How To Overcome Fitness Information Overload (7 Simple Tips)

March 21, 2023

About the Author: Eric Bach

The average American consumes the equivalent of 100k words per day.

That’s more words than J.R.R.’s Tolkien’s The Hobbit, according to an April 2022 Report from the University of California San Diego.

And when it comes to fitness, we’re not even considering the massive number of YouTube videos, reels, and tiktoks you see.

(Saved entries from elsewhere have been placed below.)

use crate::tracing::RequestId;
use axum::{
    extract::Request,
    http::{header::HeaderName, HeaderValue},
    middleware::Next,
    response::Response,
};

/// Header name for the request ID
pub const REQUEST_ID_HEADER: &str = "x-request-id";

/// Reuses an incoming `x-request-id` or generates one, makes it visible to
/// handlers via extensions and the task-local scope, and echoes it back on
/// the response.
pub async fn request_id_middleware(mut request: Request, next: Next) -> Response {
    let request_id = request
        .headers()
        .get(REQUEST_ID_HEADER)
        .and_then(|v| v.to_str().ok())
        .map(RequestId::new)
        .unwrap_or_default();

    if let Ok(value) = HeaderValue::from_str(request_id.as_str()) {
        request
            .headers_mut()
            .insert(HeaderName::from_static(REQUEST_ID_HEADER), value);
    }

    request.extensions_mut().insert(request_id.clone());

    let mut response =
        crate::tracing::scope_request_id(request_id.clone(), async move {
            next.run(request).await
        })
        .await;

    if let Ok(value) = HeaderValue::from_str(request_id.as_str()) {
        response
            .headers_mut()
            .insert(HeaderName::from_static(REQUEST_ID_HEADER), value);
    }

    response
}

#[cfg(test)]
mod tests {
    use super::*;
    use axum::{
        body::{to_bytes, Body},
        extract::Extension,
        http::{Request as HttpRequest, StatusCode},
        routing::get,
        Router,
    };
    use tower::ServiceExt;

    async fn extension_handler(
        Extension(request_id): Extension<RequestId>,
    ) -> (StatusCode, String) {
        (
            StatusCode::OK,
            format!("request-id:{}", request_id.as_str()),
        )
    }

    #[tokio::test]
    async fn middleware_adds_request_id_header_and_extension() {
        let app = Router::new()
            .route("/", get(extension_handler))
            .layer(axum::middleware::from_fn(request_id_middleware));

        let response = app
            .oneshot(
                HttpRequest::builder()
                    .uri("/")
                    .method("GET")
                    .body(Body::empty())
                    .unwrap(),
            )
            .await
            .unwrap();

        let header = response.headers().get(REQUEST_ID_HEADER).cloned();
        assert!(header.is_some());

        let body = to_bytes(response.into_body(), usize::MAX).await.unwrap();
        let body_str = String::from_utf8(body.to_vec()).unwrap();
        assert!(body_str.starts_with("request-id:"));
    }

    #[tokio::test]
    async fn middleware_preserves_caller_supplied_id() {
        let app = Router::new()
            .route("/", get(extension_handler))
            .layer(axum::middleware::from_fn(request_id_middleware));

        let response = app
            .oneshot(
                HttpRequest::builder()
                    .uri("/")
                    .method("GET")
                    .header(REQUEST_ID_HEADER, "caller-supplied-1")
                    .body(Body::empty())
                    .unwrap(),
            )
            .await
            .unwrap();

        assert_eq!(
            response
                .headers()
                .get(REQUEST_ID_HEADER)
                .and_then(|v| v.to_str().ok()),
            Some("caller-supplied-1")
        );
    }
}
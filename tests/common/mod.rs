#![allow(dead_code)]

//! Shared harness for the HTTP integration tests: a fully wired router
//! over a throwaway SQLite database, plus request helpers.

use std::sync::Arc;

use axum::body::{to_bytes, Body};
use axum::Router;
use http::{header, Method, Request, StatusCode};
use sea_orm::{ActiveModelTrait, Set};
use serde_json::Value;
use tower::ServiceExt;

use fusionflow_api as api;

use api::auth::CurrentUser;
use api::entities::user;
use api::AppState;

pub const ADMIN_USERNAME: &str = "root";
pub const ADMIN_PASSWORD: &str = "correct-horse-battery";

const TEST_JWT_SECRET: &str =
    "k2J9x!mQ7pL4vR8tW3nB6yC1zF5hD0gS_k2J9x!mQ7pL4vR8tW3nB6yC1zF5hD0gS";

/// A booted application with a seeded admin account. Each instance
/// owns its own database file, so tests never observe each other.
pub struct TestApp {
    pub router: Router,
    pub state: AppState,
    pub admin: user::Model,
    admin_token: String,
    _event_task: tokio::task::JoinHandle<()>,
    _db_dir: tempfile::TempDir,
}

impl TestApp {
    pub async fn new() -> Self {
        let db_dir = tempfile::tempdir().expect("temp dir for test database");
        let db_path = db_dir.path().join("fusionflow-test.db");
        let db_url = format!("sqlite://{}?mode=rwc", db_path.display());

        let config = api::config::AppConfig::new(
            db_url.clone(),
            TEST_JWT_SECRET.to_string(),
            3600,
            "127.0.0.1".to_string(),
            0,
            "test".to_string(),
        );

        let db = api::db::establish_connection(&db_url)
            .await
            .expect("sqlite connection");
        api::db::run_migrations(&db).await.expect("migrations");
        let db = Arc::new(db);

        let (event_sender, event_task) = api::events::spawn_event_logger(64);
        let state = AppState::new(db, config, event_sender);

        let password_hash = state
            .services
            .auth
            .hash_password(ADMIN_PASSWORD)
            .expect("password hash");
        let admin = user::ActiveModel {
            username: Set(ADMIN_USERNAME.to_string()),
            email: Set("root@example.com".to_string()),
            password_hash: Set(password_hash),
            full_name: Set("Root Admin".to_string()),
            role: Set("admin".to_string()),
            is_active: Set(true),
            ..Default::default()
        }
        .insert(&*state.db)
        .await
        .expect("seed admin");

        let admin_token = state
            .services
            .auth
            .issue_token(&admin)
            .expect("admin token")
            .access_token;

        let router = api::build_router(state.clone());
        Self {
            router,
            state,
            admin,
            admin_token,
            _event_task: event_task,
            _db_dir: db_dir,
        }
    }

    pub fn admin_token(&self) -> &str {
        &self.admin_token
    }

    /// The admin identity the way handlers see it, for driving services
    /// directly when a test needs fixtures without HTTP round-trips.
    pub fn admin_actor(&self) -> CurrentUser {
        CurrentUser {
            user_id: self.admin.id,
            username: self.admin.username.clone(),
            full_name: self.admin.full_name.clone(),
            role: self.admin.role.clone(),
        }
    }

    /// Inserts an active account with the given role and returns it
    /// together with a valid bearer token for it.
    pub async fn seed_user(&self, username: &str, role: &str) -> (user::Model, String) {
        let password_hash = self
            .state
            .services
            .auth
            .hash_password("a-perfectly-fine-password")
            .expect("password hash");
        let model = user::ActiveModel {
            username: Set(username.to_string()),
            email: Set(format!("{username}@example.com")),
            password_hash: Set(password_hash),
            full_name: Set(format!("Test {username}")),
            role: Set(role.to_string()),
            is_active: Set(true),
            ..Default::default()
        }
        .insert(&*self.state.db)
        .await
        .expect("seed user");
        let token = self
            .state
            .services
            .auth
            .issue_token(&model)
            .expect("token")
            .access_token;
        (model, token)
    }

    /// Sends one request through the router and returns the status and
    /// parsed JSON body (`Value::Null` for empty bodies).
    pub async fn request(
        &self,
        method: Method,
        uri: &str,
        body: Option<Value>,
        token: Option<&str>,
    ) -> (StatusCode, Value) {
        let mut builder = Request::builder().method(method).uri(uri);
        if let Some(token) = token {
            builder = builder.header(header::AUTHORIZATION, format!("Bearer {token}"));
        }
        let request = match body {
            Some(json) => builder
                .header(header::CONTENT_TYPE, "application/json")
                .body(Body::from(json.to_string())),
            None => builder.body(Body::empty()),
        }
        .expect("request");

        let response = self
            .router
            .clone()
            .oneshot(request)
            .await
            .expect("router response");
        let status = response.status();
        let bytes = to_bytes(response.into_body(), usize::MAX)
            .await
            .expect("response body");
        let json = if bytes.is_empty() {
            Value::Null
        } else {
            serde_json::from_slice(&bytes).expect("JSON body")
        };
        (status, json)
    }

    /// Authenticated request as the seeded admin.
    pub async fn request_as_admin(
        &self,
        method: Method,
        uri: &str,
        body: Option<Value>,
    ) -> (StatusCode, Value) {
        let token = self.admin_token.clone();
        self.request(method, uri, body, Some(&token)).await
    }
}
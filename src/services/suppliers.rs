use crate::{
    db::DbPool,
    entities::order::{self, Entity as OrderEntity},
    entities::supplier::{self, ActiveModel as SupplierActiveModel, Entity as SupplierEntity},
    entities::supplier_performance::{
        self, ActiveModel as PerformanceActiveModel, Entity as PerformanceEntity,
    },
    errors::ServiceError,
    events::{Event, EventSender},
};
use rust_decimal::Decimal;
use sea_orm::{
    ActiveModelTrait, ColumnTrait, EntityTrait, PaginatorTrait, QueryFilter, QueryOrder, Set,
    TransactionTrait,
};
use serde::{Deserialize, Serialize};
use std::sync::Arc;
use tracing::{error, info, instrument};
use utoipa::ToSchema;
use uuid::Uuid;
use validator::Validate;

#[derive(Debug, Serialize, Deserialize, Validate, ToSchema)]
#[serde(deny_unknown_fields)]
pub struct CreateSupplierRequest {
    #[validate(length(min = 1, message = "Name is required"))]
    pub name: String,
    #[validate(length(min = 1, message = "Code is required"))]
    pub code: String,
    pub contact_person: Option<String>,
    #[validate(email(message = "Contact email must be valid"))]
    pub contact_email: Option<String>,
    pub contact_phone: Option<String>,
    pub address: Option<String>,
    pub country: Option<String>,
    pub category: Option<String>,
    /// Defaults to `Active`.
    pub status: Option<String>,
    pub payment_terms: Option<String>,
}

#[derive(Debug, Serialize, Deserialize, Validate, ToSchema)]
#[serde(deny_unknown_fields)]
pub struct UpdateSupplierRequest {
    #[validate(length(min = 1, message = "Name must not be empty"))]
    pub name: Option<String>,
    pub contact_person: Option<String>,
    #[validate(email(message = "Contact email must be valid"))]
    pub contact_email: Option<String>,
    pub contact_phone: Option<String>,
    pub address: Option<String>,
    pub country: Option<String>,
    pub category: Option<String>,
    pub status: Option<String>,
    pub payment_terms: Option<String>,
}

/// Monthly scorecard submission. Scores are 0-5; the delivery rate is a
/// percentage.
#[derive(Debug, Serialize, Deserialize, Validate, ToSchema)]
#[serde(deny_unknown_fields)]
pub struct RecordPerformanceRequest {
    /// `YYYY-MM`.
    #[validate(length(min = 7, max = 7, message = "Period must be formatted YYYY-MM"))]
    pub period: String,
    pub on_time_delivery_rate: Option<Decimal>,
    pub quality_score: Option<Decimal>,
    pub responsiveness_score: Option<Decimal>,
    pub overall_score: Option<Decimal>,
    pub notes: Option<String>,
}

/// Supplier master data and the monthly performance scorecards hanging
/// off it. Recording a scorecard refreshes the supplier's rolling
/// `rating` in the same transaction.
#[derive(Clone)]
pub struct SupplierService {
    db_pool: Arc<DbPool>,
    event_sender: EventSender,
}

impl SupplierService {
    pub fn new(db_pool: Arc<DbPool>, event_sender: EventSender) -> Self {
        Self {
            db_pool,
            event_sender,
        }
    }

    #[instrument(skip(self, request))]
    pub async fn create_supplier(
        &self,
        request: CreateSupplierRequest,
    ) -> Result<supplier::Model, ServiceError> {
        request.validate()?;
        let db = &*self.db_pool;

        let taken = SupplierEntity::find()
            .filter(supplier::Column::Code.eq(request.code.clone()))
            .count(db)
            .await
            .map_err(ServiceError::DatabaseError)?;
        if taken > 0 {
            return Err(ServiceError::Conflict(format!(
                "supplier code '{}' is already in use",
                request.code
            )));
        }

        let model = SupplierActiveModel {
            name: Set(request.name),
            code: Set(request.code),
            contact_person: Set(request.contact_person),
            contact_email: Set(request.contact_email),
            contact_phone: Set(request.contact_phone),
            address: Set(request.address),
            country: Set(request.country),
            category: Set(request.category),
            status: Set(request.status.unwrap_or_else(|| "Active".to_string())),
            payment_terms: Set(request.payment_terms),
            ..Default::default()
        }
        .insert(db)
        .await
        .map_err(|e| {
            error!(error = %e, "failed to insert supplier");
            ServiceError::DatabaseError(e)
        })?;

        info!(supplier_id = %model.id, code = %model.code, "supplier created");
        self.event_sender.emit(Event::SupplierCreated(model.id));
        Ok(model)
    }

    #[instrument(skip(self))]
    pub async fn get_supplier(&self, supplier_id: Uuid) -> Result<supplier::Model, ServiceError> {
        let db = &*self.db_pool;
        SupplierEntity::find_by_id(supplier_id)
            .one(db)
            .await
            .map_err(ServiceError::DatabaseError)?
            .ok_or_else(|| ServiceError::NotFound("Supplier not found".to_string()))
    }

    #[instrument(skip(self))]
    pub async fn list_suppliers(
        &self,
        status: Option<String>,
        page: u64,
        per_page: u64,
    ) -> Result<(Vec<supplier::Model>, u64), ServiceError> {
        let db = &*self.db_pool;
        let mut query = SupplierEntity::find();
        if let Some(status) = status {
            query = query.filter(supplier::Column::Status.eq(status));
        }
        let paginator = query
            .order_by_asc(supplier::Column::Name)
            .paginate(db, per_page);
        let total = paginator
            .num_items()
            .await
            .map_err(ServiceError::DatabaseError)?;
        let suppliers = paginator
            .fetch_page(page.saturating_sub(1))
            .await
            .map_err(ServiceError::DatabaseError)?;
        Ok((suppliers, total))
    }

    #[instrument(skip(self, request))]
    pub async fn update_supplier(
        &self,
        supplier_id: Uuid,
        request: UpdateSupplierRequest,
    ) -> Result<supplier::Model, ServiceError> {
        request.validate()?;
        let db = &*self.db_pool;
        let existing = self.get_supplier(supplier_id).await?;

        let mut active: SupplierActiveModel = existing.into();
        if let Some(name) = request.name {
            active.name = Set(name);
        }
        if let Some(value) = request.contact_person {
            active.contact_person = Set(Some(value));
        }
        if let Some(value) = request.contact_email {
            active.contact_email = Set(Some(value));
        }
        if let Some(value) = request.contact_phone {
            active.contact_phone = Set(Some(value));
        }
        if let Some(value) = request.address {
            active.address = Set(Some(value));
        }
        if let Some(value) = request.country {
            active.country = Set(Some(value));
        }
        if let Some(value) = request.category {
            active.category = Set(Some(value));
        }
        if let Some(status) = request.status {
            active.status = Set(status);
        }
        if let Some(value) = request.payment_terms {
            active.payment_terms = Set(Some(value));
        }

        let updated = active.update(db).await.map_err(|e| {
            error!(error = %e, supplier_id = %supplier_id, "failed to update supplier");
            ServiceError::DatabaseError(e)
        })?;
        info!(supplier_id = %supplier_id, "supplier updated");
        Ok(updated)
    }

    /// Deletes a supplier unless orders still reference it.
    #[instrument(skip(self))]
    pub async fn delete_supplier(&self, supplier_id: Uuid) -> Result<(), ServiceError> {
        let db = &*self.db_pool;
        self.get_supplier(supplier_id).await?;

        let referencing_orders = OrderEntity::find()
            .filter(order::Column::SupplierId.eq(supplier_id))
            .count(db)
            .await
            .map_err(ServiceError::DatabaseError)?;
        if referencing_orders > 0 {
            return Err(ServiceError::Conflict(format!(
                "supplier has {referencing_orders} order(s) and cannot be deleted"
            )));
        }

        SupplierEntity::delete_by_id(supplier_id)
            .exec(db)
            .await
            .map_err(ServiceError::DatabaseError)?;
        info!(supplier_id = %supplier_id, "supplier deleted");
        Ok(())
    }

    /// Records one scorecard row for a period and refreshes the
    /// supplier's rolling rating (mean of all `overall_score`s).
    #[instrument(skip(self, request), fields(period = %request.period))]
    pub async fn record_performance(
        &self,
        supplier_id: Uuid,
        request: RecordPerformanceRequest,
    ) -> Result<supplier_performance::Model, ServiceError> {
        request.validate()?;
        let db = &*self.db_pool;
        let txn = db.begin().await.map_err(ServiceError::DatabaseError)?;

        let supplier = SupplierEntity::find_by_id(supplier_id)
            .one(&txn)
            .await
            .map_err(ServiceError::DatabaseError)?
            .ok_or_else(|| ServiceError::NotFound("Supplier not found".to_string()))?;

        let duplicate = PerformanceEntity::find()
            .filter(supplier_performance::Column::SupplierId.eq(supplier_id))
            .filter(supplier_performance::Column::Period.eq(request.period.clone()))
            .count(&txn)
            .await
            .map_err(ServiceError::DatabaseError)?;
        if duplicate > 0 {
            return Err(ServiceError::Conflict(format!(
                "a scorecard for period {} already exists",
                request.period
            )));
        }

        let model = PerformanceActiveModel {
            supplier_id: Set(supplier_id),
            period: Set(request.period),
            on_time_delivery_rate: Set(request.on_time_delivery_rate),
            quality_score: Set(request.quality_score),
            responsiveness_score: Set(request.responsiveness_score),
            overall_score: Set(request.overall_score),
            notes: Set(request.notes),
            ..Default::default()
        }
        .insert(&txn)
        .await
        .map_err(ServiceError::DatabaseError)?;

        let scored: Vec<Decimal> = PerformanceEntity::find()
            .filter(supplier_performance::Column::SupplierId.eq(supplier_id))
            .all(&txn)
            .await
            .map_err(ServiceError::DatabaseError)?
            .into_iter()
            .filter_map(|row| row.overall_score)
            .collect();
        if !scored.is_empty() {
            let mean = scored.iter().sum::<Decimal>() / Decimal::from(scored.len() as u64);
            let mut active: SupplierActiveModel = supplier.into();
            active.rating = Set(Some(mean.round_dp(2)));
            active
                .update(&txn)
                .await
                .map_err(ServiceError::DatabaseError)?;
        }

        txn.commit().await.map_err(ServiceError::DatabaseError)?;
        info!(supplier_id = %supplier_id, period = %model.period, "supplier performance recorded");
        Ok(model)
    }

    /// Scorecards for a supplier, most recent period first.
    #[instrument(skip(self))]
    pub async fn list_performance(
        &self,
        supplier_id: Uuid,
    ) -> Result<Vec<supplier_performance::Model>, ServiceError> {
        let db = &*self.db_pool;
        self.get_supplier(supplier_id).await?;
        PerformanceEntity::find()
            .filter(supplier_performance::Column::SupplierId.eq(supplier_id))
            .order_by_desc(supplier_performance::Column::Period)
            .all(db)
            .await
            .map_err(ServiceError::DatabaseError)
    }
}

#[cfg(test)]
mod tests {
    use super::*;
    use rust_decimal_macros::dec;
    use sea_orm::Database;
    use sea_orm_migration::MigratorTrait;

    async fn setup() -> (SupplierService, Arc<DbPool>) {
        let db = Database::connect("sqlite::memory:")
            .await
            .expect("sqlite connection");
        migrations::Migrator::up(&db, None)
            .await
            .expect("migrations");
        let db = Arc::new(db);
        let (sender, _handle) = crate::events::spawn_event_logger(16);
        (SupplierService::new(db.clone(), sender), db)
    }

    fn request(code: &str) -> CreateSupplierRequest {
        CreateSupplierRequest {
            name: "Gulf Steel Trading".into(),
            code: code.into(),
            contact_person: None,
            contact_email: Some("sales@gulfsteel.example".into()),
            contact_phone: None,
            address: None,
            country: Some("QA".into()),
            category: Some("Steel".into()),
            status: None,
            payment_terms: Some("Net 30".into()),
        }
    }

    fn scorecard(period: &str, overall: Decimal) -> RecordPerformanceRequest {
        RecordPerformanceRequest {
            period: period.into(),
            on_time_delivery_rate: Some(dec!(92.5)),
            quality_score: Some(dec!(4.0)),
            responsiveness_score: Some(dec!(3.5)),
            overall_score: Some(overall),
            notes: None,
        }
    }

    #[tokio::test]
    async fn duplicate_code_conflicts() {
        let (service, _db) = setup().await;
        service.create_supplier(request("SUP-01")).await.unwrap();
        let err = service.create_supplier(request("SUP-01")).await.unwrap_err();
        assert!(matches!(err, ServiceError::Conflict(_)));
    }

    #[tokio::test]
    async fn scorecards_update_rolling_rating_and_reject_duplicate_period() {
        let (service, _db) = setup().await;
        let supplier = service.create_supplier(request("SUP-02")).await.unwrap();
        assert!(supplier.rating.is_none());

        service
            .record_performance(supplier.id, scorecard("2024-01", dec!(4.0)))
            .await
            .unwrap();
        service
            .record_performance(supplier.id, scorecard("2024-02", dec!(3.0)))
            .await
            .unwrap();

        let refreshed = service.get_supplier(supplier.id).await.unwrap();
        assert_eq!(refreshed.rating, Some(dec!(3.50)));

        let err = service
            .record_performance(supplier.id, scorecard("2024-02", dec!(5.0)))
            .await
            .unwrap_err();
        assert!(matches!(err, ServiceError::Conflict(_)));

        let rows = service.list_performance(supplier.id).await.unwrap();
        assert_eq!(rows.len(), 2);
        assert_eq!(rows[0].period, "2024-02");
    }

    #[tokio::test]
    async fn delete_blocked_while_orders_reference_supplier() {
        let (service, db) = setup().await;
        let supplier = service.create_supplier(request("SUP-03")).await.unwrap();

        order::ActiveModel {
            order_number: Set("ORD-000001".into()),
            supplier_id: Set(Some(supplier.id)),
            description: Set("Angle brackets".into()),
            quantity: Set(dec!(5)),
            unit_price: Set(dec!(10)),
            total_amount: Set(dec!(50)),
            currency: Set("QAR".into()),
            order_date: Set(chrono::Utc::now().date_naive()),
            status: Set("Draft".into()),
            priority: Set("Normal".into()),
            ..Default::default()
        }
        .insert(&*db)
        .await
        .unwrap();

        let err = service.delete_supplier(supplier.id).await.unwrap_err();
        assert!(matches!(err, ServiceError::Conflict(_)));
    }
}
//! Business logic layer. Each service is a cheap `Clone` over an
//! `Arc<DbPool>`; handlers never touch the database directly.

pub mod assignments;
pub mod audit;
pub mod costs;
pub mod customs;
pub mod dashboard;
pub mod documents;
pub mod notifications;
pub mod orders;
pub mod projects;
pub mod settings;
pub mod shipments;
pub mod suppliers;
pub mod users;
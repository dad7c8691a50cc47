use utoipa::openapi::security::{HttpAuthScheme, HttpBuilder, SecurityScheme};
use utoipa::{Modify, OpenApi};
use utoipa_swagger_ui::SwaggerUi;

struct SecurityAddon;

impl Modify for SecurityAddon {
    fn modify(&self, openapi: &mut utoipa::openapi::OpenApi) {
        let components = openapi.components.get_or_insert_with(Default::default);
        components.add_security_scheme(
            "bearer_auth",
            SecurityScheme::Http(
                HttpBuilder::new()
                    .scheme(HttpAuthScheme::Bearer)
                    .bearer_format("JWT")
                    .build(),
            ),
        );
    }
}

#[derive(OpenApi)]
#[openapi(
    info(
        title = "FusionFlow API",
        version = "0.3.0",
        description = r#"
# FusionFlow Order & Shipment Tracking API

Backend for tracking purchase orders, shipments, suppliers and customs
clearance across projects.

## Authentication

All endpoints except `POST /api/v1/auth/login` and the health probes
require a JWT bearer token:

```
Authorization: Bearer <your-jwt-token>
```

## Pagination

List endpoints take `page` (default 1) and `per_page` (default 20,
max 100) query parameters.
        "#
    ),
    servers(
        (url = "http://localhost:8080", description = "Local development")
    ),
    tags(
        (name = "auth", description = "Login and session endpoints"),
        (name = "orders", description = "Purchase order lifecycle"),
        (name = "shipments", description = "Shipment tracking and status history"),
        (name = "projects", description = "Project management"),
        (name = "suppliers", description = "Supplier registry and performance"),
        (name = "users", description = "Accounts, assignments, notifications and audit log"),
        (name = "documents", description = "Document metadata registry"),
        (name = "customs", description = "Customs clearance entries"),
        (name = "settings", description = "System settings"),
        (name = "dashboard", description = "Landing-page statistics")
    ),
    paths(
        crate::handlers::auth::login,
        crate::handlers::auth::logout,
        crate::handlers::auth::me,
        crate::handlers::orders::create_order,
        crate::handlers::orders::list_orders,
        crate::handlers::orders::get_order,
        crate::handlers::orders::update_order,
        crate::handlers::orders::delete_order,
        crate::handlers::orders::update_order_status,
        crate::handlers::orders::list_order_shipments,
        crate::handlers::orders::list_order_costs,
        crate::handlers::orders::add_order_cost,
        crate::handlers::shipments::create_shipment,
        crate::handlers::shipments::list_shipments,
        crate::handlers::shipments::get_shipment,
        crate::handlers::shipments::update_shipment,
        crate::handlers::shipments::update_shipment_status,
        crate::handlers::shipments::get_shipment_history,
        crate::handlers::shipments::track_shipment,
        crate::handlers::shipments::list_shipment_customs,
        crate::handlers::shipments::create_customs_entry,
        crate::handlers::projects::create_project,
        crate::handlers::projects::list_projects,
        crate::handlers::projects::get_project,
        crate::handlers::projects::update_project,
        crate::handlers::projects::delete_project,
        crate::handlers::projects::list_project_orders,
        crate::handlers::suppliers::create_supplier,
        crate::handlers::suppliers::list_suppliers,
        crate::handlers::suppliers::get_supplier,
        crate::handlers::suppliers::update_supplier,
        crate::handlers::suppliers::delete_supplier,
        crate::handlers::suppliers::list_performance,
        crate::handlers::suppliers::record_performance,
        crate::handlers::users::create_user,
        crate::handlers::users::list_users,
        crate::handlers::users::get_user,
        crate::handlers::users::update_user,
        crate::handlers::users::delete_user,
        crate::handlers::users::change_password,
        crate::handlers::users::assign_user,
        crate::handlers::users::my_assignments,
        crate::handlers::users::list_unread_notifications,
        crate::handlers::users::mark_notifications_read,
        crate::handlers::users::list_notifications,
        crate::handlers::users::list_audit_logs,
        crate::handlers::documents::register_document,
        crate::handlers::documents::list_documents,
        crate::handlers::documents::delete_document,
        crate::handlers::customs::update_customs_entry,
        crate::handlers::settings::list_settings,
        crate::handlers::settings::get_setting,
        crate::handlers::settings::upsert_setting,
        crate::handlers::dashboard::stats,
    ),
    components(
        schemas(
            crate::ApiResponse<serde_json::Value>,
            crate::PaginatedResponse<serde_json::Value>,
            crate::auth::AccessToken,
            crate::handlers::auth::LoginResponse,
            crate::handlers::orders::CostBreakdownSummary,
            crate::handlers::shipments::ShipmentWithHistory,
            crate::handlers::users::UnreadNotification,
            crate::handlers::users::UnreadNotificationsResponse,
            crate::services::users::LoginRequest,
            crate::services::users::CreateUserRequest,
            crate::services::users::UpdateUserRequest,
            crate::services::users::ChangePasswordRequest,
            crate::services::orders::CreateOrderRequest,
            crate::services::orders::UpdateOrderRequest,
            crate::services::orders::UpdateOrderStatusRequest,
            crate::services::shipments::CreateShipmentRequest,
            crate::services::shipments::UpdateShipmentRequest,
            crate::services::shipments::UpdateShipmentStatusRequest,
            crate::services::projects::CreateProjectRequest,
            crate::services::projects::UpdateProjectRequest,
            crate::services::suppliers::CreateSupplierRequest,
            crate::services::suppliers::UpdateSupplierRequest,
            crate::services::suppliers::RecordPerformanceRequest,
            crate::services::assignments::AssignmentTargets,
            crate::services::assignments::AssignmentOutcome,
            crate::services::assignments::UserAssignments,
            crate::services::customs::CreateCustomsEntryRequest,
            crate::services::customs::UpdateCustomsEntryRequest,
            crate::services::costs::AddCostLineRequest,
            crate::services::documents::RegisterDocumentRequest,
            crate::services::settings::UpsertSettingRequest,
            crate::services::dashboard::DashboardStats,
            crate::errors::ErrorResponse
        )
    ),
    modifiers(&SecurityAddon)
)]
pub struct ApiDocV1;

pub fn swagger_ui() -> SwaggerUi {
    SwaggerUi::new("/docs")
        .url("/api-docs/openapi.json", ApiDocV1::openapi())
        .config(utoipa_swagger_ui::Config::from("/api-docs/openapi.json").try_it_out_enabled(true))
}

#[cfg(test)]
mod tests {
    use super::*;

    #[test]
    fn openapi_document_covers_core_routes() {
        let openapi = ApiDocV1::openapi();
        let json = serde_json::to_string_pretty(&openapi).unwrap();
        assert!(json.contains("FusionFlow API"));
        assert!(json.contains("/api/v1/orders/{id}/status"));
        assert!(json.contains("/api/v1/shipments/{id}/update-status"));
        assert!(json.contains("/api/v1/users/{id}/assign"));
        assert!(json.contains("/api/v1/users/assignments"));
        assert!(json.contains("/api/v1/projects/{id}/orders"));
        assert!(json.contains("bearer_auth"));
    }
}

While learning is always good, consuming information without context or action leads to overwhelm, chasing shiny objects, and ultimately, self sabotage.

How Are 7 Simple Tips To Overcome Fitness Information Overload

1. Pick 1 Goal at A Time

“If you have one ass, you can’t sit on two horses.” – Charles Poliquin

Don’t try to build muscle & burn fat (recomposition). They’re physiologically opposing goals. While a recomposition can take place when you’re focused on building muscle OR losing fat, chasing recomposition as the primary goal is rarely effective.

Why? Because it happens so slowly that most people don’t measure it, or realise it’s happening. Expectations aren’t met, and they change gears even when things are working.

A better option?

Commit to losing fat first. With enough protein, better recovery, and sound training you’ll lose fat and build some lean muscle.


2. Study One Area At a Time

When learning about a topic, go an inch wide and a mile deep.

Here’s an example from my life. I pick one major topic to study in depth per quarter. This means four big topics per year. When I study this, I go ALL in.

The podcasts and audiobooks I listen to are 90% related to this goal. The same with whatever I’m reading.

This creates a knowledge incubator where I gain a ton more knowledge on one topic and can develop my own opinions.

If you try to study everything, you’ll feel overwhelmed. Because you will be. Apply this to anything you see fit–sales, business, nutrition, relationships. Remove input from other areas.

3. Follow Fewer Experts

Follow 1-2 experts, max on a topic. There are many ways to get results. But they all require following a specific process. This is true in business, relationships, finance, and fitness.

You can get jacked with high reps. You can get jacked with low reps.
You can get ripped with intermittent fasting. You can get ripped with multiple meals spread throughout the day.

You have to commit, I mean burn the boats and go all the fuck in to see if something works for you. You can’t try a diet for 3 weeks and write it off–that’s far too little time.

Don’t piecemeal programs and ideas together until you’ve mastered them independently.

Piece meal programs from different coaches are a disaster.

4. Be Intentional

Don’t be a mindless drone scrolling social media for workout tips. Think about what you’re specifically looking to solve, find it, and implement.

If you’re reactive with your consumption of information (especially on social media) it’ll wrap its tentacles around your brain and pull you into a death spiral.

When searching for information, set time limits. I like to use the timer for research.

This creates urgency and focus. When consuming information, be specific about what you’re looking for, and stop once you’ve found it.


5. Single Task

Multitasking is doing multiple things poorly. Doing multiple things teaches your brain to be unfocused, making the seas of information you’re consuming even more overwhelming.

When you’re focused on research or execution, be fully present. Don’t be on tinder between workout sets. Don’t be playing with your kid while you search for workout tips.

Eliminate distractions and be present as often as possible.

6. Implement Immediately

If you’ve found something interesting that you’re going to use, don’t search for more information.

Focus on implementation.

Collecting knowledge is pointless. Skill and build through implementation.

Wisdom is built through taking action and reflection.

Put action behind it and build what matters–the wisdom on when and how to apply it.

7. Take Time Away From Social Media

Social media is addictive. It teaches you to crave the next dopamine hit of more information.

To break the habit, you must proactively take time away from your phone and set limits.

Try a day without your phone.

Too much? Set a deadline for when you’ll hide your phone for the day–I use 8 PM. Your relationships, focus, and stress levels will probably improve, too.